In the July 8, 2011, Morbidity and Mortality Weekly Report, researchers with the U.S. Centers for Disease Control and Prevention (CDC) reported that N gonorrhoeae appears to be developing resistant to cephalosporins such as cefixime and ceftriaxone, the sole remaining effective class of antibiotics. A growing proportion of gonorrhea in the U.S. has an elevated minimum inhibitory concentration, meaning it takes more of the drug to inhibit or kill the bacteria.
Evaluating more than 6000 gonorrhea samples collected since 2000, the investigators found that the proportion showing at least some degree of cephalosporin resistance rose from 0.02% during 2000-2006 to 0.11% in 2009. Drug resistance was seen most often in men who have sex with men, and was concentrated in Hawaii and California.

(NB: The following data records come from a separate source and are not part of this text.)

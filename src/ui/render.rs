use eframe::egui::{
    self, Align, Align2, Color32, FontId, Key, Layout, Rect, RichText, Sense, Stroke, TextEdit,
    Ui, Vec2,
};

use crate::picker::view::{
    ClockFace, ClockView, EditableField, FieldKind, FooterAction, TimeInputSection,
};
use crate::picker::widget::WidgetEvent;

const DIAL_BG: Color32 = Color32::from_rgb(16, 24, 34);
const DIAL_RIM: Color32 = Color32::from_rgb(68, 98, 122);
const HAND: Color32 = Color32::from_rgb(255, 204, 96);
const ACCENT: Color32 = Color32::from_rgb(89, 204, 184);
const MARKER_TEXT: Color32 = Color32::from_rgb(226, 234, 246);
const MARKER_HOVER: Color32 = Color32::from_rgb(34, 60, 88);
const MUTED: Color32 = Color32::from_rgb(150, 171, 191);

const MARKER_RADIUS: f32 = 15.0;
const DIAL_PADDING: f32 = 10.0;

pub fn draw(ui: &mut Ui, view: &mut ClockView) -> Vec<WidgetEvent> {
    let mut events = Vec::new();
    ui.vertical_centered(|ui| {
        draw_time_input(ui, &mut view.time_input, &mut events);
        ui.add_space(10.0);
        draw_clock_face(ui, &view.clock_face, &mut events);
        ui.add_space(10.0);
    });
    draw_footer(ui, &view.footer, &mut events);
    events
}

fn draw_time_input(ui: &mut Ui, section: &mut TimeInputSection, events: &mut Vec<WidgetEvent>) {
    ui.horizontal(|ui| {
        draw_editable(ui, &mut section.hour_field, events);
        ui.label(RichText::new(":").size(26.0).color(MUTED).strong());
        draw_editable(ui, &mut section.minute_field, events);

        ui.add_space(12.0);
        for toggle in &section.toggles {
            let text = RichText::new(toggle.meridiem.label()).size(18.0).strong();
            let text = if toggle.active { text.color(ACCENT) } else { text };
            if ui.selectable_label(toggle.active, text).clicked() && !toggle.active {
                events.push(WidgetEvent::SelectMeridiem(toggle.meridiem));
            }
        }
    });
}

#[derive(Debug, Clone, Default)]
struct FieldFocus {
    focused: bool,
    origin: String,
}

// Enter, Tab and clicking elsewhere all drop focus and commit. Escape drops
// focus too but restores the text the field had when it was focused.
fn draw_editable(ui: &mut Ui, field: &mut EditableField, events: &mut Vec<WidgetEvent>) {
    let response = ui.add(
        TextEdit::singleline(&mut field.text)
            .font(FontId::monospace(26.0))
            .desired_width(40.0),
    );

    // Tab hands focus over after this field has drawn, so the loss is only
    // visible on the next frame. Track it here instead of `lost_focus()`.
    let focus_id = response.id.with("field_focus");
    let mut focus: FieldFocus = ui.data(|d| d.get_temp(focus_id)).unwrap_or_default();
    let has_focus = response.has_focus();

    if has_focus && !focus.focused {
        focus.origin = field.text.clone();
    } else if !has_focus && focus.focused {
        if ui.input(|i| i.key_pressed(Key::Escape)) {
            field.text = std::mem::take(&mut focus.origin);
        } else {
            let text = field.text.clone();
            events.push(match field.kind {
                FieldKind::Hour => WidgetEvent::CommitHour(text),
                FieldKind::Minute => WidgetEvent::CommitMinute(text),
            });
        }
    }
    focus.focused = has_focus;
    ui.data_mut(|d| d.insert_temp(focus_id, focus));
}

fn draw_clock_face(ui: &mut Ui, face: &ClockFace, events: &mut Vec<WidgetEvent>) {
    let size = (face.radius + MARKER_RADIUS + DIAL_PADDING) * 2.0;
    let (rect, _) = ui.allocate_exact_size(Vec2::splat(size), Sense::hover());
    let painter = ui.painter_at(rect);
    let center = rect.center();

    painter.circle_filled(center, size / 2.0, DIAL_BG);
    painter.circle_stroke(center, size / 2.0 - 1.0, Stroke::new(1.5, DIAL_RIM));

    // The hand rotates clockwise from 12 o'clock.
    let hand_angle = (face.hand_rotation_deg - 90.0).to_radians();
    let hand_end = center + Vec2::angled(hand_angle) * (face.radius - MARKER_RADIUS);
    painter.line_segment([center, hand_end], Stroke::new(2.0, HAND));
    painter.circle_filled(center, 4.0, HAND);

    for marker in &face.markers {
        let pos = center + Vec2::new(marker.offset.0, marker.offset.1);
        let hit_rect = Rect::from_center_size(pos, Vec2::splat(MARKER_RADIUS * 2.0));
        let response = ui.interact(
            hit_rect,
            ui.id().with(("hour_marker", marker.hour)),
            Sense::click(),
        );

        if marker.selected {
            painter.circle_filled(pos, MARKER_RADIUS, HAND.linear_multiply(0.6));
        } else if response.hovered() {
            painter.circle_filled(pos, MARKER_RADIUS, MARKER_HOVER);
        }
        painter.text(
            pos,
            Align2::CENTER_CENTER,
            marker.hour.to_string(),
            FontId::monospace(14.0),
            if marker.selected { Color32::BLACK } else { MARKER_TEXT },
        );

        if response.clicked() {
            events.push(WidgetEvent::SelectHour(marker.hour));
        }
    }
}

fn draw_footer(ui: &mut Ui, actions: &[FooterAction], events: &mut Vec<WidgetEvent>) {
    ui.horizontal(|ui| {
        ui.with_layout(Layout::right_to_left(Align::Center), |ui| {
            // Added in reverse so CANCEL ends up left of OK.
            for action in actions.iter().rev() {
                let button = match action {
                    FooterAction::Ok => egui::Button::new(RichText::new(action.label()).strong())
                        .fill(Color32::from_rgb(22, 78, 89)),
                    FooterAction::Cancel => {
                        egui::Button::new(RichText::new(action.label()).color(MUTED))
                    }
                };
                if ui.add(button.min_size(egui::vec2(80.0, 26.0))).clicked() {
                    events.push(match action {
                        FooterAction::Cancel => WidgetEvent::Cancel,
                        FooterAction::Ok => WidgetEvent::Confirm,
                    });
                }
            }
        });
    });
}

Indeed, the following week Magnus Unemo of the Swedish Reference Laboratory for Pathogenic Neisseria reported on July 11 at the International Society for Sexually Transmitted Disease Research in Quebec that for the first time a strain of N gonorrhoeae had been detected that show resistance to all available antibiotics, including cephalosporins.
The newly discovered strain, designated H041 -- which the researchers described as a "superbug" -- was found in samples from a woman in Kyoto, Japan. Kyoto, Unemo noted, has historically been a site of emergence of for resistant gonorrhea.
With the usual drugs rendered ineffective, investigators are studying an antibiotic class called carbapenems that have not previously been used to treat gonorrhea.
“This new data outlines what state and local health departments have been seeing on the ground -- that highly untreatable gonorrhea is near,” William Smith, Executive Director of the National Coalition of STD Directors, stated in a press release. “There are currently no new drugs in development for this infection. If this last class of drugs fails we will have no definitive treatment options for gonorrhea. We call on researchers, government, and partners in industry to make the development of new, effective drug treatments for gonorrhea a public health priority."
References
C del Rio, G Hall, EW Hook, et al (CDC).Cephalosporin Susceptibility Among Neisseria gonorrhoeae isolates -- United States, 2000-2010. Morbidity and Mortality Weekly Report 60(26):873-877. July 8, 2011
M Ohnishi, M Unemo, D Golparian, et al. The new superbug Neisseria gonorrhoeae makes gonorrhoea untreatable -- First high-level ceftriaxone resistance worldwide and public health importance. International Society for Sexually Transmitted Disease Research. Quebec, Canada. July 10-13, 2011. Abstract O3-S4.01.
Other Sources
National Coalition of STD Directors. Gonorrhea's Growing Drug Resistance Concerns CDC Officials. Press release. July 11, 2011.